In today’s gospel, Jesus tells several short parables.  Two of them have a particular connection with today’s Old Testament reading: the closely-related parables of the treasure in the field and the pearl of great price.  In both stories, someone is described not merely working for fourteen years, but selling everything that they have, to secure the object of their desire.  Jesus here is throwing down the gauntlet to His disciples, and of course to us too: do we recognise the value of what is offered to us?  Are we willing to make sacrifices for His sake?  Are we willing as it were to stake everything on this one card?

But like so many of Jesus’ parables, these Parables of the Kingdom can be read in more than one way.  The more obvious reading is the one I just described: to understand them as an exhortation to recognise the unsurpassed value of what is offered to us in Jesus Christ, and to be willing to sacrifice everything for the sake of that offer.  Another way of reading it – and these two ways are not mutually-exclusive – is to see the protagonists in these parables not as ourselves, but rather as God.  God loves each one of us so much that in Jesus He gives everything for our sake: emptying Himself, He takes the form of a slave, becoming obedient to death, even death on a Cross.  You are His treasure, you are His pearl of great price, you have been bought at the cost of everything He had to give.

I suppose most of us will find it easy to identify with Leah in one way or another.  No doubt we’ve all experienced that sense of being unwanted, that sense of humiliation, of being second best, the one who as it were is just there to make up the numbers.  It may have been in those painful rejections of the school playground; it may have been in the many and various humiliations that can come our way in adulthood.

The parables of the treasure in the field and the pearl of great price help us in two ways.  The first is to say to us that the rejections and humiliations we experience are because we invest our resources in the wrong things.  Even the best that human love has to offer will at times let us down and hurt us.  And how often we expend our energies in pursuit of less noble aims than human love.  These parables tell us that we should invest our resources rather in God; that following the Lord Jesus places a call on our lives that surpasses every other claim, because the love of the Lord Jesus is a treasure beyond compare, a pearl of great price.

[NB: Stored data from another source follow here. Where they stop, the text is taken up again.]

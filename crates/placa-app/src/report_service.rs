//! Report service - period aggregation over the detection history

use std::path::Path;

use chrono::{NaiveDate, NaiveTime};

use crate::config::Config;
use placa_domain::aggregate;
use placa_store::DetectionStore;
use placa_types::{Error, OcrPeriodReport, PlateDetectionRecord, ReportRange, Result};

/// Expand a date pair into the closed range covering both whole days
pub fn day_range(from: NaiveDate, to: NaiveDate) -> Result<ReportRange> {
    if from > to {
        return Err(Error::InvalidRange(format!("{} is after {}", from, to)));
    }

    Ok(ReportRange::new(
        from.and_time(NaiveTime::MIN).and_utc(),
        to.and_time(NaiveTime::from_hms_nano_opt(23, 59, 59, 999_999_999).unwrap())
            .and_utc(),
    ))
}

/// Build the period report for the given range from the detection history
pub fn period_report(config: &Config, range: &ReportRange) -> Result<OcrPeriodReport> {
    let store = DetectionStore::open(config.store_dir()?)?;
    let records = store.query_range(range);
    Ok(aggregate(records.iter(), range))
}

/// Records in range, oldest first, for listing and export
pub fn records_in_range(config: &Config, range: &ReportRange) -> Result<Vec<PlateDetectionRecord>> {
    let store = DetectionStore::open(config.store_dir()?)?;
    Ok(store.query_range(range))
}

/// Export detection records as CSV
pub fn export_records_csv(records: &[PlateDetectionRecord], path: &Path) -> Result<()> {
    let mut writer = csv::Writer::from_path(path).map_err(|e| Error::Export(e.to_string()))?;

    writer
        .write_record([
            "id",
            "plate",
            "status",
            "error_kind",
            "confidence",
            "detected_at",
            "processing_time_ms",
            "engine",
            "raw_text",
            "was_corrected",
            "source_id",
        ])
        .map_err(|e| Error::Export(e.to_string()))?;

    for record in records {
        let confidence = record
            .confidence
            .map(|c| format!("{:.3}", c))
            .unwrap_or_default();
        let detected_at = record.detected_at.to_rfc3339();
        let processing = record.processing_time_ms.to_string();

        writer
            .write_record([
                record.id.as_str(),
                record.plate.as_deref().unwrap_or(""),
                record.status.label(),
                record.error_kind.map(|k| k.label()).unwrap_or(""),
                confidence.as_str(),
                detected_at.as_str(),
                processing.as_str(),
                record.engine.as_deref().unwrap_or(""),
                record.raw_text.as_deref().unwrap_or(""),
                if record.was_corrected { "true" } else { "false" },
                record.source_id.as_deref().unwrap_or(""),
            ])
            .map_err(|e| Error::Export(e.to_string()))?;
    }

    writer.flush()?;
    Ok(())
}

#[cfg(test)]
mod tests {
    use super::*;
    use chrono::Utc;
    use placa_types::{CaptureMeta, DetectionStatus};
    use tempfile::tempdir;

    #[test]
    fn test_day_range_covers_whole_days() {
        let from = NaiveDate::from_ymd_opt(2026, 8, 1).unwrap();
        let to = NaiveDate::from_ymd_opt(2026, 8, 2).unwrap();
        let range = day_range(from, to).unwrap();

        assert!(range.contains("2026-08-01T00:00:00Z".parse().unwrap()));
        assert!(range.contains("2026-08-02T23:59:59Z".parse().unwrap()));
        assert!(!range.contains("2026-08-03T00:00:00Z".parse().unwrap()));
    }

    #[test]
    fn test_inverted_range_rejected() {
        let from = NaiveDate::from_ymd_opt(2026, 8, 2).unwrap();
        let to = NaiveDate::from_ymd_opt(2026, 8, 1).unwrap();
        assert!(day_range(from, to).is_err());
    }

    #[test]
    fn test_csv_export() {
        let dir = tempdir().unwrap();
        let out = dir.path().join("records.csv");

        let mut record = PlateDetectionRecord::from_meta(&CaptureMeta::default(), Utc::now());
        record.plate = Some("ABC1D23".to_string());
        record.status = DetectionStatus::Validated;
        record.confidence = Some(0.91);
        record.raw_text = Some("A8C1D23".to_string());
        record.was_corrected = true;

        export_records_csv(&[record], &out).unwrap();

        let content = std::fs::read_to_string(&out).unwrap();
        assert!(content.starts_with("id,plate,status"));
        assert!(content.contains("ABC1D23"));
        assert!(content.contains("validated"));
        assert!(content.contains("0.910"));
    }
}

But turning the parables around the other way, there is another important lesson.  At those times when with Leah we feel rejected and humiliated, when we feel ourselves to be a disappointment to those around us, when we feel we are only there to make up the numbers, we can remind ourselves that in the Lord’s eyes we are precious.

For Him you are the treasure, you are the pearl, you have been bought at an incalculable price, He has emptied Himself and become obedient to death on the Cross out of love for you.

Rachel could measure out Jacob’s love for her in those fourteen years of labour; you can measure out Jesus’ love for you in His broken body and His blood outpoured and offered once for all upon the Cross, to whom with +Father and the Holy Spirit be all praise and glory now and into ages of ages.  Amen.